Trump Considers Blocking Americans at Border, but Legal Authority is Shaky

WASHINGTON (The Washington Post) —
The San Ysidro Port of Entry. (U.S. Border Patrol)

A Trump administration proposal to stop U.S. citizens and permanent residents from crossing into the United States through the Mexico border remains in a draft stage and is saddled with doubts about the legal and logistical challenges of keeping Americans from reentering their own country, officials said Tuesday.

While the executive branch has broad authority to close border crossings or restrict travel in the event of a spreading disease outside U.S. territory, it is less clear how the Trump administration could justify such restrictions on U.S. citizens when infection already is spreading rampantly inside the United States.

Administration officials familiar with the internal discussions said some Trump administration officials want to stem the spread of the novel coronavirus by reducing the hundreds of thousands of daily border crossings by U.S. citizens and green-card holders, many of whom reside in Mexico and work in the United States.

The Trump administration already has tried to ban nonessential travel across the border, but it has little ability to enforce measures that would bar Americans from entering. About 400,000 people continue to go back and forth each day, officials said, about half the pre-pandemic volume.

Blocking those U.S. citizens and permanent residents from returning would be an extraordinary step, but President Donald Trump has long viewed border closures and travel restrictions as a demonstration of strength and executive prerogative. Trump has repeatedly pointed to his Jan. 31 order halting travel from China in defending his handling of the pandemic.

The difference now is that the United States has the world’s biggest outbreak, with more than 5 million confirmed coronavirus cases. Medical experts have warned the administration that barring American citizens from entering their own country would do little to change that.

One Department of Homeland Security (DHS) official familiar with the discussions played down the border proposal, saying it likely would be more of a travel advisory than a rigidly enforced ban, similar to Democratic New York Gov. Andrew Cuomo’s call for out-of-state visitors to quarantine for 14 days.

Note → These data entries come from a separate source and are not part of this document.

use std::fmt;
use std::str::FromStr;

use serde::{Deserialize, Serialize};

/// Engine-neutral SQL type names used by the schema model.
///
/// The string form is the uppercase keyword; [`FromStr`] accepts exactly
/// those keywords, which makes this enum the authority on whether a name is
/// a known generic type.
#[derive(Debug, Clone, Copy, PartialEq, Eq, Hash, Serialize, Deserialize)]
#[serde(rename_all = "UPPERCASE")]
pub enum SqlTypeName {
    Bit,
    TinyInt,
    SmallInt,
    MediumInt,
    Int,
    Integer,
    BigInt,
    Enum,
    Set,
    Char,
    Varchar,
    NVarchar,
    TinyText,
    Text,
    MediumText,
    LongText,
    Clob,
    Uuid,
    Date,
    DateTime,
    Time,
    TimeStamp,
    TimeStampz,
    Decimal,
    Numeric,
    Real,
    Float,
    Double,
    Binary,
    VarBinary,
    TinyBlob,
    Blob,
    MediumBlob,
    LongBlob,
    Bytea,
    Bool,
    Serial,
    BigSerial,
}

impl SqlTypeName {
    pub const ALL: [SqlTypeName; 38] = [
        SqlTypeName::Bit,
        SqlTypeName::TinyInt,
        SqlTypeName::SmallInt,
        SqlTypeName::MediumInt,
        SqlTypeName::Int,
        SqlTypeName::Integer,
        SqlTypeName::BigInt,
        SqlTypeName::Enum,
        SqlTypeName::Set,
        SqlTypeName::Char,
        SqlTypeName::Varchar,
        SqlTypeName::NVarchar,
        SqlTypeName::TinyText,
        SqlTypeName::Text,
        SqlTypeName::MediumText,
        SqlTypeName::LongText,
        SqlTypeName::Clob,
        SqlTypeName::Uuid,
        SqlTypeName::Date,
        SqlTypeName::DateTime,
        SqlTypeName::Time,
        SqlTypeName::TimeStamp,
        SqlTypeName::TimeStampz,
        SqlTypeName::Decimal,
        SqlTypeName::Numeric,
        SqlTypeName::Real,
        SqlTypeName::Float,
        SqlTypeName::Double,
        SqlTypeName::Binary,
        SqlTypeName::VarBinary,
        SqlTypeName::TinyBlob,
        SqlTypeName::Blob,
        SqlTypeName::MediumBlob,
        SqlTypeName::LongBlob,
        SqlTypeName::Bytea,
        SqlTypeName::Bool,
        SqlTypeName::Serial,
        SqlTypeName::BigSerial,
    ];

    pub fn as_str(self) -> &'static str {
        match self {
            SqlTypeName::Bit => "BIT",
            SqlTypeName::TinyInt => "TINYINT",
            SqlTypeName::SmallInt => "SMALLINT",
            SqlTypeName::MediumInt => "MEDIUMINT",
            SqlTypeName::Int => "INT",
            SqlTypeName::Integer => "INTEGER",
            SqlTypeName::BigInt => "BIGINT",
            SqlTypeName::Enum => "ENUM",
            SqlTypeName::Set => "SET",
            SqlTypeName::Char => "CHAR",
            SqlTypeName::Varchar => "VARCHAR",
            SqlTypeName::NVarchar => "NVARCHAR",
            SqlTypeName::TinyText => "TINYTEXT",
            SqlTypeName::Text => "TEXT",
            SqlTypeName::MediumText => "MEDIUMTEXT",
            SqlTypeName::LongText => "LONGTEXT",
            SqlTypeName::Clob => "CLOB",
            SqlTypeName::Uuid => "UUID",
            SqlTypeName::Date => "DATE",
            SqlTypeName::DateTime => "DATETIME",
            SqlTypeName::Time => "TIME",
            SqlTypeName::TimeStamp => "TIMESTAMP",
            SqlTypeName::TimeStampz => "TIMESTAMPZ",
            SqlTypeName::Decimal => "DECIMAL",
            SqlTypeName::Numeric => "NUMERIC",
            SqlTypeName::Real => "REAL",
            SqlTypeName::Float => "FLOAT",
            SqlTypeName::Double => "DOUBLE",
            SqlTypeName::Binary => "BINARY",
            SqlTypeName::VarBinary => "VARBINARY",
            SqlTypeName::TinyBlob => "TINYBLOB",
            SqlTypeName::Blob => "BLOB",
            SqlTypeName::MediumBlob => "MEDIUMBLOB",
            SqlTypeName::LongBlob => "LONGBLOB",
            SqlTypeName::Bytea => "BYTEA",
            SqlTypeName::Bool => "BOOL",
            SqlTypeName::Serial => "SERIAL",
            SqlTypeName::BigSerial => "BIGSERIAL",
        }
    }

    pub fn is_text(self) -> bool {
        matches!(
            self,
            SqlTypeName::Char
                | SqlTypeName::Varchar
                | SqlTypeName::NVarchar
                | SqlTypeName::TinyText
                | SqlTypeName::Text
                | SqlTypeName::MediumText
                | SqlTypeName::LongText
                | SqlTypeName::Clob
                | SqlTypeName::Enum
                | SqlTypeName::Set
                | SqlTypeName::Uuid
        )
    }

    pub fn is_time(self) -> bool {
        matches!(
            self,
            SqlTypeName::Date
                | SqlTypeName::DateTime
                | SqlTypeName::Time
                | SqlTypeName::TimeStamp
                | SqlTypeName::TimeStampz
        )
    }
}

impl fmt::Display for SqlTypeName {
    fn fmt(&self, f: &mut fmt::Formatter<'_>) -> fmt::Result {
        f.write_str(self.as_str())
    }
}

/// Returned when a string is not one of the generic type keywords.
#[derive(Debug, Clone, PartialEq, Eq)]
pub struct UnknownSqlType(pub String);

impl fmt::Display for UnknownSqlType {
    fn fmt(&self, f: &mut fmt::Formatter<'_>) -> fmt::Result {
        write!(f, "unknown sql type `{}`", self.0)
    }
}

impl std::error::Error for UnknownSqlType {}

impl FromStr for SqlTypeName {
    type Err = UnknownSqlType;

    fn from_str(s: &str) -> Result<Self, Self::Err> {
        SqlTypeName::ALL
            .iter()
            .copied()
            .find(|name| name.as_str() == s)
            .ok_or_else(|| UnknownSqlType(s.to_string()))
    }
}

/// A generic SQL type with its optional size parameters.
///
/// Two types compare equal when their names match; the default lengths are
/// hints for new columns, not part of the type's identity.
#[derive(Debug, Clone, Copy, Serialize, Deserialize)]
pub struct SqlType {
    pub name: SqlTypeName,
    pub default_length: u32,
    pub default_length2: u32,
}

impl SqlType {
    pub fn new(name: SqlTypeName) -> Self {
        Self {
            name,
            default_length: 0,
            default_length2: 0,
        }
    }

    pub fn with_lengths(name: SqlTypeName, default_length: u32, default_length2: u32) -> Self {
        Self {
            name,
            default_length,
            default_length2,
        }
    }

    pub fn is_text(&self) -> bool {
        self.name.is_text()
    }

    pub fn is_time(&self) -> bool {
        self.name.is_time()
    }
}

impl PartialEq for SqlType {
    fn eq(&self, other: &Self) -> bool {
        self.name == other.name
    }
}

impl Eq for SqlType {}

impl From<SqlTypeName> for SqlType {
    fn from(name: SqlTypeName) -> Self {
        SqlType::new(name)
    }
}

#[cfg(test)]
mod tests {
    use super::*;

    #[test]
    fn every_name_parses_back() {
        for name in SqlTypeName::ALL {
            assert_eq!(name.as_str().parse::<SqlTypeName>(), Ok(name));
        }
    }

    #[test]
    fn parsing_is_case_sensitive() {
        assert!("varchar".parse::<SqlTypeName>().is_err());
        assert!("JSONB".parse::<SqlTypeName>().is_err());
        assert_eq!("TIMESTAMPZ".parse(), Ok(SqlTypeName::TimeStampz));
    }

    #[test]
    fn equality_ignores_lengths() {
        let short = SqlType::with_lengths(SqlTypeName::Varchar, 32, 0);
        let long = SqlType::with_lengths(SqlTypeName::Varchar, 255, 0);
        assert_eq!(short, long);
        assert_ne!(short, SqlType::new(SqlTypeName::Text));
    }

    #[test]
    fn categories() {
        assert!(SqlTypeName::Uuid.is_text());
        assert!(SqlTypeName::TimeStampz.is_time());
        assert!(!SqlTypeName::Bytea.is_text());
        assert!(!SqlTypeName::Bool.is_time());
    }
}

“We know it would be very hard to police,” said the official, who spoke on the condition of anonymity because the person was not authorized to discuss it publicly. “But in some ways there is a benefit to having an order in place, even if everyone knows you can’t enforce it, because the vast majority of Americans will follow the rules.”

Some administration critics have doubted the seriousness of the proposal, because border officials would have to establish a process for screening travelers for illness and coming up with parameters for denying their entry. Public health authorities could establish a more obligatory quarantine system, but denying Americans the ability to enter the United States on the basis of their mere presence in Mexico would land quickly in federal court.

“Any proposal that would bar citizens or lawful permanent residents from returning to the United States would be unconstitutional,” said Lee Gelernt, a lawyer at the American Civil Liberties Union who has successfully challenged several of the Trump administration’s border and immigration measures.

“The administration should focus less on bans and more on genuinely helpful public health measures,” Gelernt said, calling the White House “ban-happy.”

Officials at the White House and the DHS have been discussing such restrictions for weeks, according to two officials involved in the talks. They said the measures probably would be issued in the form of an order by the Centers for Disease Control and Prevention, not unlike the public health emergency used to implement a policy of mass expulsions for unauthorized migrants attempting to enter.

Two officials said White House immigration adviser Stephen Miller is not behind the proposal and has been focused instead on the Trump administration’s “law-and-order” campaign in Portland, Ore., and other U.S. cities. The proposal is not being actively considered at the top levels of the White House, one official said, cautioning that it has not gone through the “traditional White House policy process.”

The initiative is “not necessarily a good election move for us,” one official said. “I can’t imagine we would actually do it.”

DHS officials declined to comment on the discussions.

Some of the U.S. cities and counties along the Mexico border have been among the hardest-hit by the pandemic, especially in Arizona and the Rio Grande Valley in South Texas. Those areas could be hurt even more by border closures, because they depend heavily on cross-border trade and many essential workers – including in hospitals and health care – who live in Mexico.